= George Lawrence Mabson =

American politician

George Lawrence Mabson (1846 – October 4, 1885) was a member of the North Carolina House of Representatives and the North Carolina State Senate, as well as the North Carolina Constitutional Convention of 1875.

George Lawrence Mabson was born in 1846 in Wilmington, North Carolina. He was the son of a black woman, Eliza Moore, and a prominent white man, George W. Mabson. His brother was William P. Mabson, who was also a politician.

In the 1854, he was sent to Boston to attend school. During the Civil War, Mabson first served in the United States Navy and then joined Company G, 5th Massachusetts Cavalry Regiment in February 1864 and mustered out in Clarksville, Texas, a full Command Sergeant. After earning a degree from Howard University Law School, he became the first black lawyer in North Carolina. He was also active in the Republican Party. In 1870, he unsuccessfully ran for a seat in the United States House of Representatives. He was elected to the North Carolina State Senate in 1872 representing New Hanover.

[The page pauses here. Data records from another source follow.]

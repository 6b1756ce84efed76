//! In-memory transition history.
//!
//! Every committed transition is appended in program order, so the path a
//! machine took can be inspected after the fact. Nothing here is persisted.

use super::state::State;
use chrono::{DateTime, Utc};
use serde::{Deserialize, Serialize};
use std::time::Duration;

/// Record of a single committed transition.
#[derive(Clone, Debug, Serialize, Deserialize)]
#[serde(bound = "")]
pub struct StateTransition<S: State> {
    /// Name of the transition that fired
    pub transition: String,
    /// The state being transitioned from
    pub from: S,
    /// The state being transitioned to
    pub to: S,
    /// When the transition committed
    pub timestamp: DateTime<Utc>,
}

/// Ordered history of committed transitions.
///
/// # Example
///
/// ```rust
/// use tabstate::core::{StateHistory, StateTransition};
/// use chrono::Utc;
///
/// let mut history: StateHistory<String> = StateHistory::new();
/// history.push(StateTransition {
///     transition: "melt".into(),
///     from: "solid".into(),
///     to: "liquid".into(),
///     timestamp: Utc::now(),
/// });
///
/// let path = history.get_path();
/// assert_eq!(path, [&"solid".to_string(), &"liquid".to_string()]);
/// ```
#[derive(Clone, Debug, Serialize, Deserialize)]
#[serde(bound = "")]
pub struct StateHistory<S: State> {
    transitions: Vec<StateTransition<S>>,
}

impl<S: State> Default for StateHistory<S> {
    fn default() -> Self {
        Self::new()
    }
}

impl<S: State> StateHistory<S> {
    pub fn new() -> Self {
        Self {
            transitions: Vec::new(),
        }
    }

    /// Append a committed transition.
    pub fn push(&mut self, transition: StateTransition<S>) {
        self.transitions.push(transition);
    }

    /// Drop all recorded transitions.
    pub fn clear(&mut self) {
        self.transitions.clear();
    }

    /// Get the path of states traversed.
    ///
    /// Returns the `from` of the first transition followed by the `to` of
    /// each transition. Empty when nothing has fired.
    pub fn get_path(&self) -> Vec<&S> {
        let mut path = Vec::with_capacity(self.transitions.len() + 1);
        if let Some(first) = self.transitions.first() {
            path.push(&first.from);
        }
        for transition in &self.transitions {
            path.push(&transition.to);
        }
        path
    }

    /// Names of the transitions that fired, oldest first.
    pub fn names(&self) -> Vec<&str> {
        self.transitions
            .iter()
            .map(|t| t.transition.as_str())
            .collect()
    }

    /// Elapsed time between the first and last recorded transitions.
    pub fn duration(&self) -> Option<Duration> {
        let (first, last) = (self.transitions.first()?, self.transitions.last()?);
        last.timestamp
            .signed_duration_since(first.timestamp)
            .to_std()
            .ok()
    }

    pub fn transitions(&self) -> &[StateTransition<S>] {
        &self.transitions
    }

    pub fn len(&self) -> usize {
        self.transitions.len()
    }

    pub fn is_empty(&self) -> bool {
        self.transitions.is_empty()
    }
}
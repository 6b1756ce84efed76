//! Per-tab toolbar toggle
//!
//! Each browser tab gets its own machine:
//! - `load`:   unloaded -> loaded, injects the bundle
//! - `inject`: loaded | ejected -> injected, shows the toolbar
//! - `eject`:  injected -> ejected, hides the toolbar
//! - `unload`: loaded | ejected | injected -> unloaded, on page navigation
//!
//! Host calls are logged instead of executed.
//!
//! Run with: RUST_LOG=debug cargo run --example tab_toggle

use tabstate::builder::{create_transition, StateMachineBuilder};
use tabstate::registry::MachineRegistry;
use tabstate::{MachineDefinition, TransitionError};
use tracing_subscriber::{fmt, layer::SubscriberExt, util::SubscriberInitExt, EnvFilter};

type TabId = u32;

fn execute_script(tab: TabId, file: &str) {
    tracing::info!(tab, file, "executeScript");
}

fn insert_css(tab: TabId, file: &str) {
    tracing::info!(tab, file, "insertCSS");
}

fn extension_definition() -> Result<MachineDefinition<String, TabId>, tabstate::BuildError> {
    StateMachineBuilder::<String, TabId>::new()
        .initial("unloaded")
        .transition("load", create_transition("unloaded", "loaded"))
        .transition("inject", create_transition(["loaded", "ejected"], "injected"))
        .transition("eject", create_transition("injected", "ejected"))
        .transition(
            "unload",
            create_transition(["loaded", "ejected", "injected"], "unloaded"),
        )
        .on("load", |_, tab| {
            insert_css(tab, "build/bundle.css");
            execute_script(tab, "web-components.polyfill.js");
            execute_script(tab, "build/bundle.js");
            Ok(())
        })
        .on("inject", |_, tab| {
            execute_script(tab, "toolbar/inject.js");
            Ok(())
        })
        .on("eject", |_, tab| {
            execute_script(tab, "toolbar/eject.js");
            Ok(())
        })
        .build()
}

type Tabs = MachineRegistry<TabId, String, TabId>;

/// Toolbar button clicked in `tab`.
fn toggle(tabs: &mut Tabs, tab: TabId) -> Result<(), TransitionError> {
    let extension = tabs.entry(tab);
    let steps: &[&str] = match extension.state().as_str() {
        "unloaded" => &["load", "inject"],
        "injected" => &["eject"],
        _ => &["inject"],
    };
    for step in steps {
        if let Some(result) = extension.fire(step, tab) {
            result?;
        }
    }
    Ok(())
}

/// The page in `tab` navigated; injected scripts are gone.
fn tab_updated(tabs: &mut Tabs, tab: TabId) -> Result<(), TransitionError> {
    match tabs.get_mut(&tab) {
        Some(extension) if extension.can_fire("unload") => {
            extension.fire("unload", tab).unwrap_or(Ok(()))
        }
        _ => Ok(()),
    }
}

fn main() -> Result<(), Box<dyn std::error::Error>> {
    tracing_subscriber::registry()
        .with(EnvFilter::try_from_default_env().unwrap_or_else(|_| EnvFilter::new("info")))
        .with(fmt::layer().with_target(false))
        .init();

    let mut tabs = Tabs::new(extension_definition()?);

    toggle(&mut tabs, 1)?;
    toggle(&mut tabs, 2)?;
    toggle(&mut tabs, 1)?;
    toggle(&mut tabs, 1)?;
    tab_updated(&mut tabs, 1)?;
    tab_updated(&mut tabs, 3)?;
    toggle(&mut tabs, 1)?;

    for (tab, extension) in tabs.iter() {
        tracing::info!(
            tab,
            state = extension.state().as_str(),
            path = ?extension.history().names(),
            "final"
        );
    }

    Ok(())
}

He was the nephew of William B. Gould and correspond with him frequently during the Civil War. In the 1880s, a child who was likely either his son or nephew lived with and worked for Gould in Dedham, Massachusetts.

Mabson was elected president of the J. C. Abbott Post 15 chapter of the Grand Army of the Republic when it organized in Wilmington in 1884.

Mabson died on October 4, 1885, at his home in Wilmington, and was buried at Pine Forest Cemetery in Wilmington.

==Works cited==
- Gould IV, William B. (2002). "Diary of a Contraband: The Civil War Passage of a Black Sailor"
- Reid, Richard M. (2008). "Freedom for Themselves: North Carolina's Black Soldiers in the Civil War Era"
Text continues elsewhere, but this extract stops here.